2000s Archive

Southern Enosphere

continued (page 3 of 5)

That was decades ago. Now, in the gymnasium-size, halogen-blanched whiteness of the ballroom of the Park Hyatt in Mendoza, the wine capital of Argentina, I get a glimpse of just how far South American wine has come since my caneca of Isabella at Fazenda Itú in southern  Brazil. It is the final day of Vinandino, a weeklong celebration of international premium wines held here every other year since 1993. Forty-two tasters sit at seven tables, each concentrating monkishly. There is no laughter, banter, or sense of community in this cathedral of sleek space. It is not unlike a roomful of students taking the SAT.

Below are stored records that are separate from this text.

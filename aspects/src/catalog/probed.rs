//! Aspects read from the external probe's sub-metric mapping

use crate::context::ContextKey;
use crate::registry::Registry;

/// Aspect name and the probe sub-metric backing it
pub const PROBED_ASPECTS: &[(&str, &str)] = &[
    ("Zero-crossings rate", "Zero_crossings_rate"),
    ("DC offset", "DC_offset"),
    ("Dynamic range", "Dynamic_range"),
    ("Signal entropy", "Entropy"),
    ("Duration-samples", "Number_of_samples"),
    ("Peak dB", "Peak_level"),
    ("RMS total", "RMS_level"),
    ("Crest factor", "Crest_factor"),
    ("RMS peak", "RMS_peak"),
    ("LUFS integrated", "I"),
    ("LUFS loudness range", "LRA"),
    ("LUFS low", "LRA.low"),
    ("LUFS high", "LRA.high"),
    ("Spectral mean", "mean"),
    ("Spectral variance", "variance"),
    ("Spectral centroid", "centroid"),
    ("Spectral spread", "spread"),
    ("Spectral skewness", "skewness"),
    ("Spectral kurtosis", "kurtosis"),
    ("Spectral entropy", "entropy"),
    ("Spectral flatness", "flatness"),
    ("Spectral crest", "crest"),
    ("Spectral flux", "flux"),
    ("Spectral slope", "slope"),
    ("Spectral decrease", "decrease"),
    ("Spectral rolloff", "rolloff"),
    ("Abs_Peak_count", "Abs_Peak_count"),
    ("Bit_depth", "Bit_depth"),
    ("Flat_factor", "Flat_factor"),
    ("Max_difference", "Max_difference"),
    ("Max_level", "Max_level"),
    ("Mean_difference", "Mean_difference"),
    ("Min_difference", "Min_difference"),
    ("Min_level", "Min_level"),
    ("Noise_floor", "Noise_floor"),
    ("Noise_floor_count", "Noise_floor_count"),
    ("Peak_count", "Peak_count"),
    ("RMS_difference", "RMS_difference"),
    ("RMS_trough", "RMS_trough"),
];

pub fn register(registry: &mut Registry) {
    for &(name, metric) in PROBED_ASPECTS {
        // A metric missing from the probe output reads as "not found"
        registry.register(name, &[ContextKey::ProbeMetrics], move |b| {
            Ok(b.probe_metrics()?.get(metric))
        });
    }
}
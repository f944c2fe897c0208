//! # Aspects Common Library
//!
//! Shared code for the aspects crates:
//! - Error type used across the workspace
//! - Configuration file resolution and TOML loading

pub mod config;
pub mod error;

pub use error::{Error, Result};
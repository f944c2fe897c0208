//! Onset envelope, autocorrelation tempogram and tempo estimation

use crate::audio::SpectralMatrix;
use rustfft::num_complex::Complex64;
use rustfft::FftPlanner;

/// Tempogram window, in onset frames
pub const WIN_LENGTH: usize = 384;

/// Tempo prior center, in BPM
const START_BPM: f64 = 120.0;

/// Tempo prior spread, in octaves
const STD_BPM: f64 = 1.0;

const MIN_BPM: f64 = 30.0;
const MAX_BPM: f64 = 320.0;

const AMIN: f64 = 1e-10;
const TOP_DB: f64 = 80.0;

/// Autocorrelation tempogram, one `[lag][frame]` matrix per channel
#[derive(Debug, Clone)]
pub struct Tempogram {
    pub channels: Vec<Vec<Vec<f64>>>,
    /// Onset frames per second
    pub frame_rate: f64,
}

impl Tempogram {
    /// Tempogram of every channel of a power spectrogram
    pub fn compute(power: &SpectralMatrix, sample_rate: u32) -> Self {
        let frame_rate = power.params.frame_rate(sample_rate);
        let channels = power
            .channels
            .iter()
            .map(|frames| autocorrelation_tempogram(&onset_strength(frames), WIN_LENGTH))
            .collect();
        Self {
            channels,
            frame_rate,
        }
    }

    /// BPM corresponding to autocorrelation lag `lag` (`inf` at lag 0)
    pub fn lag_bpm(&self, lag: usize) -> f64 {
        60.0 * self.frame_rate / lag as f64
    }

    /// Per-channel tempo estimate in BPM
    pub fn estimate_tempo(&self) -> Vec<f64> {
        self.channels
            .iter()
            .map(|matrix| self.channel_tempo(matrix))
            .collect()
    }

    fn channel_tempo(&self, matrix: &[Vec<f64>]) -> f64 {
        let mut best = (0.0, f64::NEG_INFINITY);
        for (lag, row) in matrix.iter().enumerate().skip(1) {
            let bpm = self.lag_bpm(lag);
            if !(MIN_BPM..=MAX_BPM).contains(&bpm) || row.is_empty() {
                continue;
            }
            let strength = row.iter().sum::<f64>() / row.len() as f64;
            let prior = -0.5 * ((bpm / START_BPM).log2() / STD_BPM).powi(2);
            let score = strength.max(AMIN).ln() + prior;
            if score > best.1 {
                best = (bpm, score);
            }
        }
        best.0
    }

    /// Flattened values of every channel, in `[channel][lag][frame]` order
    pub fn flatten(&self) -> Vec<f64> {
        self.channels
            .iter()
            .flat_map(|matrix| matrix.iter().flatten().copied())
            .collect()
    }
}

/// Spectral-flux onset strength of one channel
///
/// Power is converted to dB (clipped 80 dB below the peak), differenced
/// along time, half-wave rectified and averaged over frequency. The first
/// frame has no predecessor and reports 0.
pub fn onset_strength(power_frames: &[Vec<f32>]) -> Vec<f64> {
    let db: Vec<Vec<f64>> = power_frames
        .iter()
        .map(|frame| {
            frame
                .iter()
                .map(|&p| 10.0 * (p as f64).max(AMIN).log10())
                .collect()
        })
        .collect();
    let peak = db
        .iter()
        .flatten()
        .cloned()
        .fold(f64::NEG_INFINITY, f64::max);
    let floor = peak - TOP_DB;

    let mut envelope = Vec::with_capacity(db.len());
    if db.is_empty() {
        return envelope;
    }
    envelope.push(0.0);
    for pair in db.windows(2) {
        let bins = pair[1].len().max(1) as f64;
        let flux: f64 = pair[0]
            .iter()
            .zip(&pair[1])
            .map(|(&prev, &cur)| (cur.max(floor) - prev.max(floor)).max(0.0))
            .sum();
        envelope.push(flux / bins);
    }
    envelope
}

/// Windowed local autocorrelation of an onset envelope, `[lag][frame]`
///
/// Each frame's window is centered on it (zero padded at the edges), Hann
/// weighted, and its autocorrelation normalized so lag 0 equals 1.
pub fn autocorrelation_tempogram(envelope: &[f64], win_length: usize) -> Vec<Vec<f64>> {
    let n_frames = envelope.len();
    let mut tempogram = vec![vec![0.0; n_frames]; win_length];
    if n_frames == 0 || win_length == 0 {
        return tempogram;
    }

    let window = hann(win_length);
    let pad = win_length / 2;
    let fft_len = (2 * win_length).next_power_of_two();
    let mut planner = FftPlanner::<f64>::new();
    let forward = planner.plan_fft_forward(fft_len);
    let inverse = planner.plan_fft_inverse(fft_len);
    let mut buffer = vec![Complex64::new(0.0, 0.0); fft_len];

    for t in 0..n_frames {
        buffer.iter_mut().for_each(|c| *c = Complex64::new(0.0, 0.0));
        for (k, w) in window.iter().enumerate() {
            // Frame t is centered at envelope index t
            let idx = (t + k) as isize - pad as isize;
            if idx >= 0 && (idx as usize) < n_frames {
                buffer[k].re = envelope[idx as usize] * w;
            }
        }

        forward.process(&mut buffer);
        for c in buffer.iter_mut() {
            *c = Complex64::new(c.norm_sqr(), 0.0);
        }
        inverse.process(&mut buffer);

        let zero_lag = buffer[0].re;
        for (lag, row) in tempogram.iter_mut().enumerate() {
            row[t] = if zero_lag > AMIN {
                buffer[lag].re / zero_lag
            } else {
                0.0
            };
        }
    }
    tempogram
}

fn hann(length: usize) -> Vec<f64> {
    (0..length)
        .map(|n| 0.5 - 0.5 * (2.0 * std::f64::consts::PI * n as f64 / length as f64).cos())
        .collect()
}
//! External Probe Cache
//!
//! One invocation of the external multi-metric probe per file backs every
//! probe-derived aspect. Results are kept in a bounded LRU map keyed by the
//! absolute file path, and the batch engine invalidates a file's entry once
//! its row has been harvested.

pub mod ffprobe;

pub use ffprobe::FfprobeProber;

use crate::error::Result;
use std::collections::HashMap;
use std::path::{Path, PathBuf};
use std::sync::{Arc, Mutex, MutexGuard};

/// Default number of cached probe results
pub const DEFAULT_CACHE_CAPACITY: usize = 256;

/// Flat sub-metric mapping produced by one probe invocation
#[derive(Debug, Clone, Default, PartialEq)]
pub struct ProbeMetrics {
    metrics: HashMap<String, f64>,
}

impl ProbeMetrics {
    pub fn new(metrics: HashMap<String, f64>) -> Self {
        Self { metrics }
    }

    pub fn get(&self, name: &str) -> Option<f64> {
        self.metrics.get(name).copied()
    }

    pub fn len(&self) -> usize {
        self.metrics.len()
    }

    pub fn is_empty(&self) -> bool {
        self.metrics.is_empty()
    }

    /// Sub-metric names, sorted
    pub fn names(&self) -> Vec<&str> {
        let mut names: Vec<&str> = self.metrics.keys().map(String::as_str).collect();
        names.sort_unstable();
        names
    }
}

impl FromIterator<(String, f64)> for ProbeMetrics {
    fn from_iter<I: IntoIterator<Item = (String, f64)>>(iter: I) -> Self {
        Self::new(iter.into_iter().collect())
    }
}

/// External multi-metric probe
///
/// Implementations block for the duration of the probe; there is no timeout.
pub trait Prober: Send + Sync {
    /// Probe name for logging
    fn name(&self) -> &'static str;

    /// Run the probe once against `path`
    fn probe(&self, path: &Path) -> Result<ProbeMetrics>;
}

/// Absolute, lexically normalized cache key for `path`
pub fn cache_key(path: &Path) -> PathBuf {
    std::path::absolute(path).unwrap_or_else(|_| path.to_path_buf())
}

struct CacheEntry {
    metrics: Arc<ProbeMetrics>,
    last_access: u64,
}

struct CacheInner {
    entries: HashMap<PathBuf, CacheEntry>,
    access_counter: u64,
}

/// Bounded, path-keyed cache of probe results
pub struct ProbeCache {
    prober: Box<dyn Prober>,
    capacity: usize,
    inner: Mutex<CacheInner>,
}

impl ProbeCache {
    /// Create a cache of `capacity` entries (minimum 1) in front of `prober`
    pub fn new(prober: Box<dyn Prober>, capacity: usize) -> Self {
        Self {
            prober,
            capacity: capacity.max(1),
            inner: Mutex::new(CacheInner {
                entries: HashMap::new(),
                access_counter: 0,
            }),
        }
    }

    /// Cache backed by the ffprobe command-line tool
    pub fn ffprobe(command: impl Into<String>, capacity: usize) -> Self {
        Self::new(Box::new(FfprobeProber::new(command)), capacity)
    }

    pub fn capacity(&self) -> usize {
        self.capacity
    }

    pub fn len(&self) -> usize {
        self.lock().entries.len()
    }

    pub fn is_empty(&self) -> bool {
        self.len() == 0
    }

    pub fn contains(&self, path: &Path) -> bool {
        self.lock().entries.contains_key(&cache_key(path))
    }

    /// Return the cached result for `path`, probing once on a miss
    ///
    /// The lock is not held while the probe runs, so two simultaneous misses
    /// on the same path may both invoke the probe.
    pub fn get_or_compute(&self, path: &Path) -> Result<Arc<ProbeMetrics>> {
        let key = cache_key(path);

        {
            let mut inner = self.lock();
            inner.access_counter += 1;
            let tick = inner.access_counter;
            if let Some(entry) = inner.entries.get_mut(&key) {
                entry.last_access = tick;
                tracing::trace!(path = %key.display(), "Probe cache hit");
                return Ok(Arc::clone(&entry.metrics));
            }
        }

        tracing::debug!(path = %key.display(), prober = self.prober.name(), "Probe cache miss");
        let metrics = Arc::new(self.prober.probe(&key)?);

        let mut inner = self.lock();
        inner.access_counter += 1;
        let tick = inner.access_counter;
        inner.entries.insert(
            key,
            CacheEntry {
                metrics: Arc::clone(&metrics),
                last_access: tick,
            },
        );
        Self::evict_to(&mut inner, self.capacity);

        Ok(metrics)
    }

    /// Remove any cached entry for `path`
    pub fn invalidate(&self, path: &Path) -> bool {
        let key = cache_key(path);
        let removed = self.lock().entries.remove(&key).is_some();
        if removed {
            tracing::trace!(path = %key.display(), "Probe cache entry invalidated");
        }
        removed
    }

    fn evict_to(inner: &mut CacheInner, capacity: usize) {
        while inner.entries.len() > capacity {
            let oldest = inner
                .entries
                .iter()
                .min_by_key(|(_, entry)| entry.last_access)
                .map(|(key, _)| key.clone());
            match oldest {
                Some(key) => {
                    inner.entries.remove(&key);
                }
                None => break,
            }
        }
    }

    fn lock(&self) -> MutexGuard<'_, CacheInner> {
        // A panic while holding the lock leaves the map itself consistent
        self.inner.lock().unwrap_or_else(|poisoned| poisoned.into_inner())
    }
}

#[cfg(test)]
pub mod mock {
    use super::*;
    use crate::error::AnalysisError;
    use std::sync::atomic::{AtomicUsize, Ordering};

    /// Scripted prober returning fixed metrics and counting invocations
    pub struct ScriptedProber {
        pub metrics: HashMap<String, f64>,
        pub calls: Arc<AtomicUsize>,
        pub fail: bool,
    }

    impl ScriptedProber {
        pub fn new(metrics: &[(&str, f64)]) -> Self {
            Self {
                metrics: metrics.iter().map(|(k, v)| (k.to_string(), *v)).collect(),
                calls: Arc::new(AtomicUsize::new(0)),
                fail: false,
            }
        }

        pub fn failing() -> Self {
            Self {
                fail: true,
                ..Self::new(&[])
            }
        }
    }

    impl Prober for ScriptedProber {
        fn name(&self) -> &'static str {
            "scripted"
        }

        fn probe(&self, _path: &Path) -> Result<ProbeMetrics> {
            self.calls.fetch_add(1, Ordering::SeqCst);
            if self.fail {
                return Err(AnalysisError::Probe("scripted failure".to_string()));
            }
            Ok(ProbeMetrics::new(self.metrics.clone()))
        }
    }
}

Later, at another kind of backstage—a small, all-male dinner at the chic villa from which Carlos Pulenta, the scion of one of Argentina’s oldest wineries, Trapiche, helped launch one of its newest and most spectacular, Salentein—I meet the country’s most revered winemaker, Don Raúl de la Mota. (“He got the ninety-four rating in ’92 from Robert Parker that changed the world’s view of Argentine wines,” three different guests inform me about the wise-looking octogenarian.) When, after a round of tasting that I don’t entirely spit away, I tell Don Raúl how astonished I am by the way wine has been transformed from a treat and selfish pleasure into a scored test, he enthusiastically agrees. We’re soon discussing Perón’s dictatorship, the fables of La Fontaine, the insidious effects of poverty on national behavior, and the extraordinary beauty of the woman we’d seen dancing the tango during the awards presentation the night before.

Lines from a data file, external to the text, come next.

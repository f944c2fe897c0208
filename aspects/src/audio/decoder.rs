//! Audio Decoding
//!
//! Decodes audio files to planar f32 PCM, channel as the leading axis.
//!
//! Uses symphonia for format-agnostic decoding (WAV, FLAC, MP3, AAC, etc.)

use crate::error::{AnalysisError, Result};
use std::path::Path;
use symphonia::core::audio::{AudioBuffer, AudioBufferRef, Signal};
use symphonia::core::codecs::{DecoderOptions, CODEC_TYPE_NULL};
use symphonia::core::conv::FromSample;
use symphonia::core::formats::FormatOptions;
use symphonia::core::io::MediaSourceStream;
use symphonia::core::meta::MetadataOptions;
use symphonia::core::probe::Hint;
use symphonia::core::sample::Sample;

/// Decoded multi-channel waveform
#[derive(Debug, Clone, PartialEq)]
pub struct Waveform {
    /// One contiguous sample buffer per channel, range [-1.0, 1.0]
    pub channels: Vec<Vec<f32>>,
}

impl Waveform {
    pub fn new(channels: Vec<Vec<f32>>) -> Self {
        Self { channels }
    }

    pub fn channel_count(&self) -> usize {
        self.channels.len()
    }

    /// Samples per channel
    pub fn frames(&self) -> usize {
        self.channels.first().map_or(0, Vec::len)
    }

    /// Copy into a single contiguous row-major buffer of shape `[channels, frames]`
    pub fn to_tensor(&self) -> AudioTensor {
        let frames = self.frames();
        let mut data = Vec::with_capacity(self.channel_count() * frames);
        for channel in &self.channels {
            data.extend_from_slice(&channel[..frames.min(channel.len())]);
            data.resize(data.len() + frames.saturating_sub(channel.len()), 0.0);
        }
        AudioTensor {
            shape: [self.channel_count(), frames],
            data,
        }
    }
}

/// Contiguous `[channels, frames]` representation of a waveform
#[derive(Debug, Clone, PartialEq)]
pub struct AudioTensor {
    pub shape: [usize; 2],
    pub data: Vec<f32>,
}

impl AudioTensor {
    /// Borrow one channel row
    pub fn row(&self, channel: usize) -> &[f32] {
        let frames = self.shape[1];
        &self.data[channel * frames..(channel + 1) * frames]
    }

    pub fn rows(&self) -> impl Iterator<Item = &[f32]> {
        (0..self.shape[0]).map(move |c| self.row(c))
    }
}

/// Decoded audio result
#[derive(Debug)]
pub struct DecodedAudio {
    pub waveform: Waveform,
    /// Sample rate in Hz
    pub sample_rate: u32,
}

/// Decode an audio file to planar f32 samples
///
/// **Algorithm:**
/// 1. Open file and probe format using symphonia
/// 2. Find default audio track
/// 3. Decode all packets, appending each channel to its own buffer
///
/// Packets that fail to decode are skipped; any other error is fatal.
pub fn decode_audio_file(file_path: &Path) -> Result<DecodedAudio> {
    tracing::debug!(path = %file_path.display(), "Decoding audio file");

    let file = std::fs::File::open(file_path).map_err(|e| {
        if e.kind() == std::io::ErrorKind::NotFound {
            AnalysisError::NotFound(file_path.to_path_buf())
        } else {
            AnalysisError::Io(e)
        }
    })?;
    let mss = MediaSourceStream::new(Box::new(file), Default::default());

    // Create format hint from file extension
    let mut hint = Hint::new();
    if let Some(extension) = file_path.extension().and_then(|e| e.to_str()) {
        hint.with_extension(extension);
    }

    let probed = symphonia::default::get_probe()
        .format(&hint, mss, &FormatOptions::default(), &MetadataOptions::default())
        .map_err(|e| decode_error(file_path, "probe format", e))?;

    let mut format = probed.format;

    let track = format
        .tracks()
        .iter()
        .find(|t| t.codec_params.codec != CODEC_TYPE_NULL)
        .ok_or_else(|| {
            AnalysisError::Decode(format!("No audio track found in {}", file_path.display()))
        })?;

    let track_id = track.id;
    let sample_rate = track.codec_params.sample_rate.ok_or_else(|| {
        AnalysisError::Decode(format!("Sample rate unknown for {}", file_path.display()))
    })?;

    let mut decoder = symphonia::default::get_codecs()
        .make(&track.codec_params, &DecoderOptions::default())
        .map_err(|e| decode_error(file_path, "create decoder", e))?;

    let mut channels: Vec<Vec<f32>> = Vec::new();

    loop {
        let packet = match format.next_packet() {
            Ok(packet) => packet,
            Err(symphonia::core::errors::Error::IoError(e))
                if e.kind() == std::io::ErrorKind::UnexpectedEof =>
            {
                break;
            }
            Err(e) => return Err(decode_error(file_path, "read packet", e)),
        };

        if packet.track_id() != track_id {
            continue;
        }

        match decoder.decode(&packet) {
            Ok(decoded) => append_planar(&decoded, &mut channels),
            Err(symphonia::core::errors::Error::DecodeError(e)) => {
                tracing::warn!(path = %file_path.display(), error = e, "Skipping corrupt packet");
            }
            Err(e) => return Err(decode_error(file_path, "decode packet", e)),
        }
    }

    if channels.is_empty() {
        return Err(AnalysisError::Decode(format!(
            "No audio frames decoded from {}",
            file_path.display()
        )));
    }

    let waveform = Waveform::new(channels);

    tracing::debug!(
        path = %file_path.display(),
        sample_rate,
        channels = waveform.channel_count(),
        frames = waveform.frames(),
        "Audio decoding complete"
    );

    Ok(DecodedAudio {
        waveform,
        sample_rate,
    })
}

fn decode_error(path: &Path, stage: &str, e: symphonia::core::errors::Error) -> AnalysisError {
    AnalysisError::Decode(format!("Failed to {} for {}: {}", stage, path.display(), e))
}

/// Append one decoded buffer to the per-channel outputs
fn append_planar(decoded: &AudioBufferRef, channels: &mut Vec<Vec<f32>>) {
    match decoded {
        AudioBufferRef::F32(buf) => copy_channels(&**buf, channels),
        AudioBufferRef::F64(buf) => copy_channels(&**buf, channels),
        AudioBufferRef::U8(buf) => copy_channels(&**buf, channels),
        AudioBufferRef::U16(buf) => copy_channels(&**buf, channels),
        AudioBufferRef::U24(buf) => copy_channels(&**buf, channels),
        AudioBufferRef::U32(buf) => copy_channels(&**buf, channels),
        AudioBufferRef::S8(buf) => copy_channels(&**buf, channels),
        AudioBufferRef::S16(buf) => copy_channels(&**buf, channels),
        AudioBufferRef::S24(buf) => copy_channels(&**buf, channels),
        AudioBufferRef::S32(buf) => copy_channels(&**buf, channels),
    }
}

fn copy_channels<S>(buf: &AudioBuffer<S>, channels: &mut Vec<Vec<f32>>)
where
    S: Sample,
    f32: FromSample<S>,
{
    let count = buf.spec().channels.count();
    if channels.len() < count {
        channels.resize_with(count, Vec::new);
    }
    for (ch, out) in channels.iter_mut().enumerate().take(count) {
        out.extend(buf.chan(ch).iter().map(|&s| f32::from_sample(s)));
    }
}

#[cfg(test)]
mod tests {
    use super::*;

    #[test]
    fn test_decode_audio_file_not_found() {
        let result = decode_audio_file(Path::new("/nonexistent/file.wav"));
        assert!(matches!(result, Err(AnalysisError::NotFound(_))));
    }

    #[test]
    fn test_decode_rejects_non_audio() {
        let temp_dir = tempfile::TempDir::new().unwrap();
        let path = temp_dir.path().join("notes.wav");
        std::fs::write(&path, b"definitely not a RIFF header").unwrap();

        let result = decode_audio_file(&path);
        assert!(matches!(result, Err(AnalysisError::Decode(_))));
    }

    #[test]
    fn test_tensor_is_channel_major() {
        let waveform = Waveform::new(vec![vec![1.0, 2.0, 3.0], vec![4.0, 5.0, 6.0]]);
        let tensor = waveform.to_tensor();

        assert_eq!(tensor.shape, [2, 3]);
        assert_eq!(tensor.data, vec![1.0, 2.0, 3.0, 4.0, 5.0, 6.0]);
        assert_eq!(tensor.row(1), &[4.0, 5.0, 6.0]);
    }
}
//! Audio collaborators: decoding and spectral transform

pub mod decoder;
pub mod stft;

pub use decoder::{decode_audio_file, AudioTensor, DecodedAudio, Waveform};
pub use stft::{SpectralMatrix, Spectrogram, StftParams};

Mario yanzón, the master architect of Argentina’s grandest new wineries, famously answered a client who wondered if the project wasn’t getting a little too fabulous: “Do you want a work of art or a galpón?” (A galpón is a kind of rudimentary shed often found sheltering dismembered trucks and stray dogs looking for shade.) Yanzón’s Peñaflor winery is a work of art—a six-hectare, multilevel, subterranean theatrical experience of darkness, dramatically shaped spaces, brooding casks, and spotlit obras de arte. So is the Salentein winery, the cross-shaped complex at the foot of the Andes where four facilities, each one story above and one beneath the surface, join at a circular vault into which light cascades, creating a space that looks as suitable for high religious ceremony as it is for winemaking.

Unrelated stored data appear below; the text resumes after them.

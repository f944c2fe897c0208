//! Built-in aspect catalogue
//!
//! Each submodule registers one family of aspects. [`register_all`] is the
//! fixed list of registration functions run once at start-up.

pub mod probed;
pub mod spectral;
pub mod tensor;
pub mod waveform;

use crate::registry::Registry;

/// Register every built-in aspect
pub fn register_all(registry: &mut Registry) {
    probed::register(registry);
    waveform::register(registry);
    spectral::register(registry);
    tensor::register(registry);
}

/// Registry holding every built-in aspect
pub fn default_registry() -> Registry {
    let mut registry = Registry::new();
    register_all(&mut registry);
    registry
}

/// Concatenate per-channel results channel-major
fn flatten<I, C>(channels: I) -> Vec<f64>
where
    I: IntoIterator<Item = C>,
    C: IntoIterator<Item = f64>,
{
    channels.into_iter().flatten().collect()
}
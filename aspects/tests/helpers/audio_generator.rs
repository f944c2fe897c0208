//! Audio Test Fixture Generator
//!
//! Writes sine-wave WAV files with hound

use std::path::{Path, PathBuf};

/// Configuration for generated audio
#[derive(Debug, Clone)]
pub struct AudioConfig {
    pub duration_seconds: f64,
    pub sample_rate: u32,
    pub channels: u16,
    pub frequency: f64,
    /// Peak amplitude relative to full scale
    pub amplitude: f64,
}

impl Default for AudioConfig {
    fn default() -> Self {
        Self {
            duration_seconds: 5.0,
            sample_rate: 44100,
            channels: 2,
            frequency: 440.0,
            amplitude: 0.5,
        }
    }
}

impl AudioConfig {
    /// Samples per channel
    pub fn total_samples(&self) -> usize {
        (self.duration_seconds * self.sample_rate as f64) as usize
    }
}

/// Generate a 32-bit float sine WAV file
pub fn generate_sine_wav(path: &Path, config: &AudioConfig) -> anyhow::Result<PathBuf> {
    let spec = hound::WavSpec {
        channels: config.channels,
        sample_rate: config.sample_rate,
        bits_per_sample: 32,
        sample_format: hound::SampleFormat::Float,
    };

    let mut writer = hound::WavWriter::create(path, spec)?;
    for i in 0..config.total_samples() {
        let t = i as f64 / config.sample_rate as f64;
        let phase = 2.0 * std::f64::consts::PI * config.frequency * t;
        let sample = (config.amplitude * phase.sin()) as f32;
        for _ in 0..config.channels {
            writer.write_sample(sample)?;
        }
    }

    writer.finalize()?;
    Ok(path.to_path_buf())
}

/// Generate `count` sine files named `test_track_NNN.wav` in `dir`
pub fn generate_test_library(
    dir: &Path,
    count: usize,
    config: &AudioConfig,
) -> anyhow::Result<Vec<PathBuf>> {
    (0..count)
        .map(|i| generate_sine_wav(&dir.join(format!("test_track_{:03}.wav", i + 1)), config))
        .collect()
}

Architecture isn’t the only indication I see that the wine business in South America is spreading as extensively as Simón Bolívar hoped democracy would. At Laguiole, a wine-centric restaurant in Rio de Janeiro’s financial district, I ask for an exceptional Brazilian wine. José Augusto, a member of the 22-year-old Associação Brasileira de Sommeliers, makes what proves to be a fine suggestion: Tannat. Tannat, he says, is a grape from France via Uruguay that is undergoing a renaissance in Uruguayan winemaking. He thinks Dal Pizzol’s Brazilian version is every bit as good. It is excellent.